John Williamson Nevin (February 20, 1803 – June 6, 1886), was an American theologian and educator. He was born in the Cumberland Valley, near Shippensburg, Franklin County, Pennsylvania. He was the father of noted sculptor and poet Blanche Nevin.[1]

Biography[edit]

He was a nephew of Hugh Williamson of North Carolina, and was of Scottish blood and Presbyterian training. He graduated at Union College in 1821; studied theology at Princeton Theological Seminary in 1823–1828, being in 1826–28 in charge of the classes of Charles Hodge; was licensed to preach by the Carlisle Presbytery in 1828; and in 1830–1840 was professor of Biblical literature in the newly founded Western Theological Seminary (now Pittsburgh Theological Seminary) of Allegheny, Pennsylvania.[2]
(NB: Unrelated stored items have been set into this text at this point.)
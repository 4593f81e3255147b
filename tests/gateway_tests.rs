//! Completion gateway behavior tests
//!
//! Uses scripted provider doubles to pin down routing, the retry loop,
//! and the terminal-versus-failover error split without any network.

use async_trait::async_trait;
use chatgateway::models::chat::{ChatMessage, CompletionOutcome};
use chatgateway::providers::{Completion, Provider, ProviderError, TokenStream};
use chatgateway::services::{CompletionGateway, CredentialPool};
use chatgateway::AppError;
use futures::StreamExt;
use std::collections::VecDeque;
use std::sync::atomic::{AtomicUsize, Ordering};
use std::sync::{Arc, Mutex};

/// Provider double that replays a scripted sequence of outcomes
///
/// Once the script is exhausted every further call succeeds.
struct ScriptedProvider {
    calls: AtomicUsize,
    credentials_seen: Mutex<Vec<String>>,
    script: Mutex<VecDeque<Result<Completion, ProviderError>>>,
    stream_script: Mutex<VecDeque<Result<Vec<&'static str>, ProviderError>>>,
}

impl ScriptedProvider {
    fn new(script: Vec<Result<Completion, ProviderError>>) -> Arc<Self> {
        Arc::new(Self {
            calls: AtomicUsize::new(0),
            credentials_seen: Mutex::new(Vec::new()),
            script: Mutex::new(script.into()),
            stream_script: Mutex::new(VecDeque::new()),
        })
    }

    fn with_stream_script(
        script: Vec<Result<Vec<&'static str>, ProviderError>>,
    ) -> Arc<Self> {
        Arc::new(Self {
            calls: AtomicUsize::new(0),
            credentials_seen: Mutex::new(Vec::new()),
            script: Mutex::new(VecDeque::new()),
            stream_script: Mutex::new(script.into()),
        })
    }

    fn always_ok() -> Arc<Self> {
        Self::new(vec![])
    }

    fn calls(&self) -> usize {
        self.calls.load(Ordering::SeqCst)
    }

    fn credentials_seen(&self) -> Vec<String> {
        self.credentials_seen.lock().unwrap().clone()
    }
}

fn ok_completion(text: &str) -> Result<Completion, ProviderError> {
    Ok(Completion { message: text.to_string(), usage: None })
}

fn http_err(status: u16, body: &str) -> Result<Completion, ProviderError> {
    Err(ProviderError::Http { status, body: body.to_string() })
}

#[async_trait]
impl Provider for ScriptedProvider {
    fn name(&self) -> &str {
        "scripted"
    }

    async fn complete(
        &self,
        _messages: &[ChatMessage],
        _model: &str,
        credential: &str,
    ) -> Result<Completion, ProviderError> {
        self.calls.fetch_add(1, Ordering::SeqCst);
        self.credentials_seen.lock().unwrap().push(credential.to_string());

        self.script
            .lock()
            .unwrap()
            .pop_front()
            .unwrap_or_else(|| ok_completion("ok"))
    }

    async fn complete_stream(
        &self,
        _messages: &[ChatMessage],
        _model: &str,
        credential: &str,
    ) -> Result<TokenStream, ProviderError> {
        self.calls.fetch_add(1, Ordering::SeqCst);
        self.credentials_seen.lock().unwrap().push(credential.to_string());

        match self.stream_script.lock().unwrap().pop_front() {
            Some(Ok(tokens)) => {
                let items: Vec<Result<String, ProviderError>> =
                    tokens.into_iter().map(|t| Ok(t.to_string())).collect();
                Ok(Box::pin(futures::stream::iter(items)))
            }
            Some(Err(e)) => Err(e),
            None => Ok(Box::pin(futures::stream::empty())),
        }
    }
}

fn pool_of(keys: &[&str]) -> Arc<CredentialPool> {
    Arc::new(CredentialPool::new(keys.iter().map(|k| k.to_string()).collect()))
}

fn gateway_with(
    pool: Arc<CredentialPool>,
    aggregator: Arc<ScriptedProvider>,
    openai: Arc<ScriptedProvider>,
) -> CompletionGateway {
    CompletionGateway::with_parts(
        pool,
        aggregator,
        openai,
        ScriptedProvider::always_ok(),
        ScriptedProvider::always_ok(),
        5,
    )
}

fn user_messages() -> Vec<ChatMessage> {
    vec![ChatMessage::user("Hello")]
}

#[tokio::test]
async fn test_unroutable_model_fails_without_provider_call() {
    let aggregator = ScriptedProvider::always_ok();
    let openai = ScriptedProvider::always_ok();
    let gateway = gateway_with(pool_of(&["sk-1"]), Arc::clone(&aggregator), Arc::clone(&openai));

    let outcome = gateway.complete(&user_messages(), "gpt-4o", None).await;

    assert_eq!(outcome, CompletionOutcome::failure("Unknown model provider."));
    assert_eq!(aggregator.calls(), 0);
    assert_eq!(openai.calls(), 0);
}

#[tokio::test]
async fn test_free_model_succeeds_first_attempt() {
    let aggregator = ScriptedProvider::new(vec![ok_completion("Hi there")]);
    let gateway = gateway_with(
        pool_of(&["sk-1", "sk-2"]),
        Arc::clone(&aggregator),
        ScriptedProvider::always_ok(),
    );

    let outcome = gateway
        .complete(&user_messages(), "google/gemini-2.0-flash-exp:free", None)
        .await;

    match outcome {
        CompletionOutcome::Success { message, .. } => assert_eq!(message, "Hi there"),
        other => panic!("expected success, got {:?}", other),
    }
    assert_eq!(aggregator.calls(), 1);
    assert_eq!(aggregator.credentials_seen(), vec!["sk-1"]);
}

#[tokio::test]
async fn test_failover_errors_rotate_and_retry() {
    let aggregator = ScriptedProvider::new(vec![
        http_err(500, "Internal Server Error"),
        http_err(429, "Too Many Requests"),
        ok_completion("recovered"),
    ]);
    let gateway = gateway_with(
        pool_of(&["sk-1", "sk-2", "sk-3"]),
        Arc::clone(&aggregator),
        ScriptedProvider::always_ok(),
    );

    let outcome = gateway
        .complete(&user_messages(), "deepseek/deepseek-chat-v3-0324:free", None)
        .await;

    assert!(outcome.is_success());
    assert_eq!(aggregator.calls(), 3);
    // Each failed attempt moved to the next slot
    assert_eq!(aggregator.credentials_seen(), vec!["sk-1", "sk-2", "sk-3"]);
}

#[tokio::test]
async fn test_retry_budget_exhaustion_returns_last_error() {
    let aggregator = ScriptedProvider::new(vec![
        http_err(500, "boom 1"),
        http_err(500, "boom 2"),
        http_err(500, "boom 3"),
        http_err(500, "boom 4"),
        http_err(500, "boom 5"),
    ]);
    let gateway = gateway_with(
        pool_of(&["sk-1", "sk-2", "sk-3"]),
        Arc::clone(&aggregator),
        ScriptedProvider::always_ok(),
    );

    let outcome = gateway
        .complete(&user_messages(), "meta-llama/llama-3.3-70b-instruct:free", None)
        .await;

    assert_eq!(aggregator.calls(), 5);
    match outcome {
        CompletionOutcome::Failure { error } => assert!(error.contains("boom 5")),
        other => panic!("expected failure, got {:?}", other),
    }
}

#[tokio::test]
async fn test_terminal_error_returns_immediately() {
    let aggregator = ScriptedProvider::new(vec![http_err(400, "bad request shape")]);
    let gateway = gateway_with(
        pool_of(&["sk-1", "sk-2"]),
        Arc::clone(&aggregator),
        ScriptedProvider::always_ok(),
    );

    let outcome = gateway
        .complete(&user_messages(), "google/gemma-3-27b-it:free", None)
        .await;

    assert_eq!(aggregator.calls(), 1);
    assert!(matches!(outcome, CompletionOutcome::Failure { .. }));
    // The untouched second key is still the pool's next choice
    let gateway_pool = gateway.pool();
    assert_eq!(gateway_pool.current_credential().unwrap().index, 0);
}

#[tokio::test]
async fn test_empty_pool_fails_free_model() {
    let aggregator = ScriptedProvider::always_ok();
    let gateway = gateway_with(pool_of(&[]), Arc::clone(&aggregator), ScriptedProvider::always_ok());

    let outcome = gateway
        .complete(&user_messages(), "google/gemini-2.0-flash-exp:free", None)
        .await;

    assert_eq!(outcome, CompletionOutcome::failure("No OpenRouter API keys are configured"));
    assert_eq!(aggregator.calls(), 0);
}

#[tokio::test]
async fn test_byok_routes_to_vendor_adapter() {
    let aggregator = ScriptedProvider::always_ok();
    let openai = ScriptedProvider::new(vec![ok_completion("from openai")]);
    let gateway = gateway_with(pool_of(&["sk-1"]), Arc::clone(&aggregator), Arc::clone(&openai));

    let outcome = gateway
        .complete(&user_messages(), "openai/gpt-4o:byok", Some("sk-user-key"))
        .await;

    assert!(outcome.is_success());
    assert_eq!(openai.calls(), 1);
    assert_eq!(openai.credentials_seen(), vec!["sk-user-key"]);
    assert_eq!(aggregator.calls(), 0);
}

#[tokio::test]
async fn test_byok_missing_key_is_terminal() {
    let openai = ScriptedProvider::always_ok();
    let gateway =
        gateway_with(pool_of(&["sk-1"]), ScriptedProvider::always_ok(), Arc::clone(&openai));

    let outcome = gateway.complete(&user_messages(), "openai/gpt-4o:byok", None).await;
    assert_eq!(outcome, CompletionOutcome::failure("No OpenAI API key set."));

    let blank = gateway.complete(&user_messages(), "openai/gpt-4o:byok", Some("   ")).await;
    assert_eq!(blank, CompletionOutcome::failure("No OpenAI API key set."));

    assert_eq!(openai.calls(), 0);
}

#[tokio::test]
async fn test_byok_failures_are_not_retried() {
    let openai = ScriptedProvider::new(vec![http_err(500, "vendor outage")]);
    let gateway =
        gateway_with(pool_of(&["sk-1"]), ScriptedProvider::always_ok(), Arc::clone(&openai));

    let outcome = gateway
        .complete(&user_messages(), "openai/gpt-4o:byok", Some("sk-user-key"))
        .await;

    // A rate-limit-shaped error still means exactly one attempt for BYOK
    assert_eq!(openai.calls(), 1);
    assert!(matches!(outcome, CompletionOutcome::Failure { .. }));
}

#[tokio::test]
async fn test_streaming_rejected_for_byok_models() {
    let gateway = gateway_with(
        pool_of(&["sk-1"]),
        ScriptedProvider::always_ok(),
        ScriptedProvider::always_ok(),
    );

    let result = gateway
        .complete_stream(&user_messages(), "anthropic/claude-4-sonnet:byok")
        .await;

    match result {
        Err(AppError::Unsupported(message)) => {
            assert_eq!(message, "Streaming is only supported for free models in this version.");
        }
        other => panic!("expected unsupported error, got {:?}", other.map(|_| "stream")),
    }
}

#[tokio::test]
async fn test_streaming_rejected_for_unroutable_models() {
    let gateway = gateway_with(
        pool_of(&["sk-1"]),
        ScriptedProvider::always_ok(),
        ScriptedProvider::always_ok(),
    );

    let result = gateway.complete_stream(&user_messages(), "mistral-small").await;
    assert!(matches!(result, Err(AppError::UnroutableModel)));
}

#[tokio::test]
async fn test_streaming_retries_before_first_token() {
    let aggregator = ScriptedProvider::with_stream_script(vec![
        Err(ProviderError::Http { status: 429, body: "rate limit".to_string() }),
        Ok(vec!["Hel", "lo"]),
    ]);
    let gateway = gateway_with(
        pool_of(&["sk-1", "sk-2"]),
        Arc::clone(&aggregator),
        ScriptedProvider::always_ok(),
    );

    let stream = gateway
        .complete_stream(&user_messages(), "google/gemini-2.0-flash-exp:free")
        .await
        .expect("stream should open after rotation");

    let tokens: Vec<String> = stream.map(|item| item.unwrap()).collect().await;
    assert_eq!(tokens, vec!["Hel", "lo"]);
    assert_eq!(aggregator.calls(), 2);
    assert_eq!(aggregator.credentials_seen(), vec!["sk-1", "sk-2"]);
}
But under the influence of Neander, he was gradually breaking away from "Puritanic Presbyterianism", and, in 1840, having resigned his chair in Allegheny, he was appointed professor of theology in the (German Reformed) Theological Seminary at Mercersburg, and thus passed from the Presbyterian Church into the German Reformed Church. He soon became prominent: first by his contributions to its organ, the Messenger; then by The Anxious Bench—A Tract for the Times (1843), attacking the vicious excesses of revivalistic methods; and by his defence of the inauguration address, The Principle of Protestantism, delivered by his colleague Philip Schaff, which aroused a storm of protest by its suggestion that Pauline Protestantism was not the last word in the development of the church but that a Johannine Christianity was to be its out-growth, and by its recognition of Petrine Romanism as a stage in ecclesiastical development. To Dr. Schaff's 122 theses of The Principle of Protestantism Nevin added his own theory of the mystical union between Christ and believers, and both Schaff and Nevin were accused of a "Romanizing tendency".[2][3]

Nevin characterized his critics as pseudo-Protestants, urged (with Dr. Charles Hodge, and against the Presbyterian General Assembly) the validity of Roman Catholic baptism, and defended the doctrine of the "spiritual real presence" of Christ in the Lord's Supper, notably in The Mystical Presence: a Vindication of the Reformed or Calvinistic Doctrine of the Holy Eucharist (1846); to this Charles Hodge replied from the point of view of rationalistic puritanism in the Princeton Review of 1848.[2]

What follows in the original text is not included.